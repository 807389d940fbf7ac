//! Value Stream Map
//!
//! The graph builder. Nodes are added relative to a node already in the
//! map, either as an upstream dependency or a downstream dependant. Edges
//! can be discovered in any order, so every add looks the node up by id
//! first and merges into the existing instance; constructing a fresh node
//! for a known id would fork the lineage into disconnected copies.

use std::collections::{HashSet, VecDeque};

use indexmap::map::Entry;
use indexmap::IndexMap;
use tracing::{debug, warn};

use super::cycle;
use super::leveling::{self, NodeLevelMap};
use super::node::{Node, NodeId, ViewType};
use super::ordering;
use super::presentation::PresentationModel;
use crate::config::VsmConfig;
use crate::error::{Result, VsmError};
use crate::revision::{MaterialRef, MaterialRevision, Modification, PipelineRevision};

/// Dependency lineage of one pipeline or material, built for one request.
#[derive(Debug, Clone)]
pub struct ValueStreamMap {
    nodes: IndexMap<NodeId, Node>,
    root: NodeId,
    material_root: bool,
    config: VsmConfig,
}

impl ValueStreamMap {
    /// Start a map whose root is the pipeline `pipeline`, optionally at a
    /// particular run.
    pub fn new(pipeline: impl Into<NodeId>, revision: Option<PipelineRevision>) -> Self {
        let root: NodeId = pipeline.into();
        let mut node = Node::pipeline(root.clone(), root.to_string());
        if let Some(revision) = revision {
            node.add_pipeline_revision(revision);
        }
        Self::rooted_at(node, false)
    }

    /// Start a map whose root is a material, optionally at a particular
    /// modification.
    pub fn for_material(material: Node, modification: Option<Modification>) -> Self {
        let mut node = material;
        if let Some(modification) = modification {
            let material_type = node
                .material_details()
                .map(|d| d.material_type.clone())
                .unwrap_or_default();
            let reference = MaterialRef::new(node.id().to_string(), node.name(), material_type);
            node.add_material_revision(MaterialRevision::new(reference, vec![modification]));
        }
        Self::rooted_at(node, true)
    }

    fn rooted_at(node: Node, material_root: bool) -> Self {
        let root = node.id().clone();
        let mut nodes = IndexMap::new();
        nodes.insert(root.clone(), node);
        Self {
            nodes,
            root,
            material_root,
            config: VsmConfig::default(),
        }
    }

    pub fn with_config(mut self, config: VsmConfig) -> Self {
        self.config = config;
        self
    }

    pub fn config(&self) -> &VsmConfig {
        &self.config
    }

    /// Add `node` as a dependency of `dependent`, recording the run of it
    /// that `dependent` was built from.
    pub fn add_upstream_node(
        &mut self,
        node: Node,
        revision: Option<PipelineRevision>,
        dependent: &NodeId,
    ) -> Result<&Node> {
        let id = self.link(node, dependent, true)?;
        let node = self.canonical(&id)?;
        if let Some(revision) = revision {
            node.add_pipeline_revision(revision);
        }
        Ok(&*node)
    }

    /// Add a material as a dependency of `dependent`. `material_name` is the
    /// name the dependant's configuration gives the material; distinct names
    /// accumulate on the node.
    pub fn add_upstream_material_node(
        &mut self,
        node: Node,
        material_name: Option<&str>,
        dependent: &NodeId,
        revision: Option<MaterialRevision>,
    ) -> Result<&Node> {
        let id = self.link(node, dependent, true)?;
        let node = self.canonical(&id)?;
        if let Some(name) = material_name {
            node.add_material_name(name);
        }
        if let Some(revision) = revision {
            node.add_material_revision(revision);
        }
        Ok(&*node)
    }

    /// Add `node` as a dependant of `parent`.
    pub fn add_downstream_node(&mut self, node: Node, parent: &NodeId) -> Result<&Node> {
        let id = self.link(node, parent, false)?;
        self.canonical(&id).map(|node| &*node)
    }

    /// Ensure `node` exists and connect it to `other`. Upstream links make
    /// `node` the parent.
    fn link(&mut self, node: Node, other: &NodeId, upstream: bool) -> Result<NodeId> {
        if !self.nodes.contains_key(other) {
            return Err(VsmError::UnknownNode(other.clone()));
        }

        let id = node.id().clone();
        match self.nodes.entry(id.clone()) {
            Entry::Occupied(_) => debug!(node = %id, "merging into existing node"),
            Entry::Vacant(slot) => {
                debug!(node = %id, kind = ?node.node_type(), "adding node");
                slot.insert(node);
            }
        }

        let (parent, child) = if upstream { (&id, other) } else { (other, &id) };
        if let Some(parent_node) = self.nodes.get_mut(parent) {
            parent_node.add_child(child);
        }
        if let Some(child_node) = self.nodes.get_mut(child) {
            child_node.add_parent(parent);
        }
        Ok(id)
    }

    fn canonical(&mut self, id: &NodeId) -> Result<&mut Node> {
        self.nodes
            .get_mut(id)
            .ok_or_else(|| VsmError::UnknownNode(id.clone()))
    }

    pub fn find_node(&self, id: &NodeId) -> Option<&Node> {
        self.nodes.get(id)
    }

    pub fn nodes(&self) -> impl Iterator<Item = &Node> {
        self.nodes.values()
    }

    /// Number of real nodes; dummies are not counted.
    pub fn node_count(&self) -> usize {
        self.nodes.values().filter(|n| !n.is_dummy()).count()
    }

    pub fn root(&self) -> Option<&Node> {
        self.nodes.get(&self.root)
    }

    /// The pipeline this map was built for; `None` for a material map.
    pub fn current_pipeline(&self) -> Option<&Node> {
        if self.material_root {
            None
        } else {
            self.root()
        }
    }

    /// The material this map was built for; `None` for a pipeline map.
    pub fn current_material(&self) -> Option<&Node> {
        if self.material_root {
            self.root()
        } else {
            None
        }
    }

    /// Nodes without parents, sorted by id.
    pub fn root_nodes(&self) -> Vec<&Node> {
        let mut roots: Vec<&Node> = self.nodes.values().filter(|n| n.parents().is_empty()).collect();
        roots.sort_by(|a, b| a.id().cmp(b.id()));
        roots
    }

    pub fn has_cycle(&self) -> bool {
        cycle::has_cycle(&self.nodes)
    }

    /// Flag the current pipeline when some upstream material was consumed
    /// at revisions that do not lie on one history.
    pub fn add_warning_if_built_from_incompatible_revisions(&mut self) {
        if self.material_root {
            return;
        }

        let conflicting = self.ancestors_of(&self.root).into_iter().find(|id| {
            self.nodes
                .get(id)
                .and_then(Node::material_details)
                .is_some_and(|details| has_conflict(&details.material_revisions))
        });

        if let Some(material) = conflicting {
            warn!(pipeline = %self.root, material = %material, "built from incompatible material revisions");
            if let Some(current) = self.nodes.get_mut(&self.root) {
                current.set_view_type(ViewType::Warning);
            }
        }
    }

    /// Mark a node as removed from configuration. Its history is dropped.
    pub fn mark_deleted(&mut self, id: &NodeId, message: &str) -> Result<()> {
        let node = self.canonical(id)?;
        node.set_view_type(ViewType::Deleted);
        node.set_message(message);
        node.clear_revisions();
        Ok(())
    }

    fn ancestors_of(&self, id: &NodeId) -> Vec<NodeId> {
        let mut seen: HashSet<&NodeId> = HashSet::new();
        let mut queue: VecDeque<&NodeId> = VecDeque::from([id]);
        let mut result = Vec::new();

        while let Some(current) = queue.pop_front() {
            let Some(node) = self.nodes.get(current) else { continue };
            for parent in node.parents() {
                if seen.insert(parent) {
                    result.push(parent.clone());
                    queue.push_back(parent);
                }
            }
        }
        result
    }

    /// Layer and order the graph. Dummy nodes from an earlier call are
    /// replaced, so this can be called again after more nodes were added.
    pub fn presentation_model(&mut self) -> Result<PresentationModel> {
        if self.has_cycle() {
            warn!(root = %self.root, "cyclic dependency in value stream map");
            return Err(VsmError::CyclicDependency { root: self.root.clone() });
        }

        leveling::strip_dummies(&mut self.nodes);
        leveling::assign_levels(&mut self.nodes, &self.root);
        let dummies = leveling::insert_dummies(&mut self.nodes);

        let mut levels = NodeLevelMap::from_nodes(&self.nodes);
        ordering::order_levels(&mut self.nodes, &self.root, &mut levels, self.config.crossing_sweeps);
        debug!(root = %self.root, levels = levels.len(), dummies, "laid out value stream map");

        let snapshot = levels
            .levels()
            .iter()
            .map(|ids| ids.iter().filter_map(|id| self.nodes.get(id).cloned()).collect())
            .collect();

        let (pipeline, material) = if self.material_root {
            (None, Some(self.root.clone()))
        } else {
            (Some(self.root.clone()), None)
        };
        Ok(PresentationModel::new(pipeline, material, snapshot))
    }
}
//! Cycle Detection
//!
//! A lineage becomes cyclic when configuration changes between builds: a
//! pipeline that used to be upstream of the current pipeline is now
//! downstream of it. Such a graph cannot be layered.
//!
//! # Algorithm
//!
//! Iterative depth-first search over child edges with three colours. A node
//! is grey while it is on the DFS stack and black once all its descendants
//! are done. Reaching a grey node is a back-edge, i.e. a cycle; reaching a
//! black node is just a second path (a diamond) and is fine. Every node is
//! tried as a start so that components not reachable from the current
//! pipeline are covered too.

use std::collections::HashMap;

use indexmap::IndexMap;

use super::node::{Node, NodeId};

#[derive(Clone, Copy, PartialEq, Eq)]
enum Colour {
    Grey,
    Black,
}

/// Whether following child edges from any node can lead back to it.
pub(crate) fn has_cycle(nodes: &IndexMap<NodeId, Node>) -> bool {
    let mut colours: HashMap<&NodeId, Colour> = HashMap::with_capacity(nodes.len());

    for start in nodes.keys() {
        if colours.contains_key(start) {
            continue;
        }

        // Each frame is a node and the index of the next child to visit.
        let mut stack: Vec<(&NodeId, usize)> = vec![(start, 0)];
        colours.insert(start, Colour::Grey);

        while let Some((id, next)) = stack.pop() {
            let children = nodes.get(id).map(Node::children).unwrap_or(&[]);
            match children.get(next) {
                Some(child) => {
                    stack.push((id, next + 1));
                    match colours.get(child) {
                        Some(Colour::Grey) => return true,
                        Some(Colour::Black) => {}
                        None => {
                            colours.insert(child, Colour::Grey);
                            stack.push((child, 0));
                        }
                    }
                }
                None => {
                    colours.insert(id, Colour::Black);
                }
            }
        }
    }

    false
}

(What is needed) Transcribe the material exactly, stopping after the "node up by id" line.

(Output for this task)
repository 807389d940fbf7ac
//! Value Stream Map
//!
//! The graph builder. Nodes are added relative to a node already in the
//! map, either as an upstream dependency or a downstream dependant. Edges
//! can be discovered in any order, so every add looks the node up by id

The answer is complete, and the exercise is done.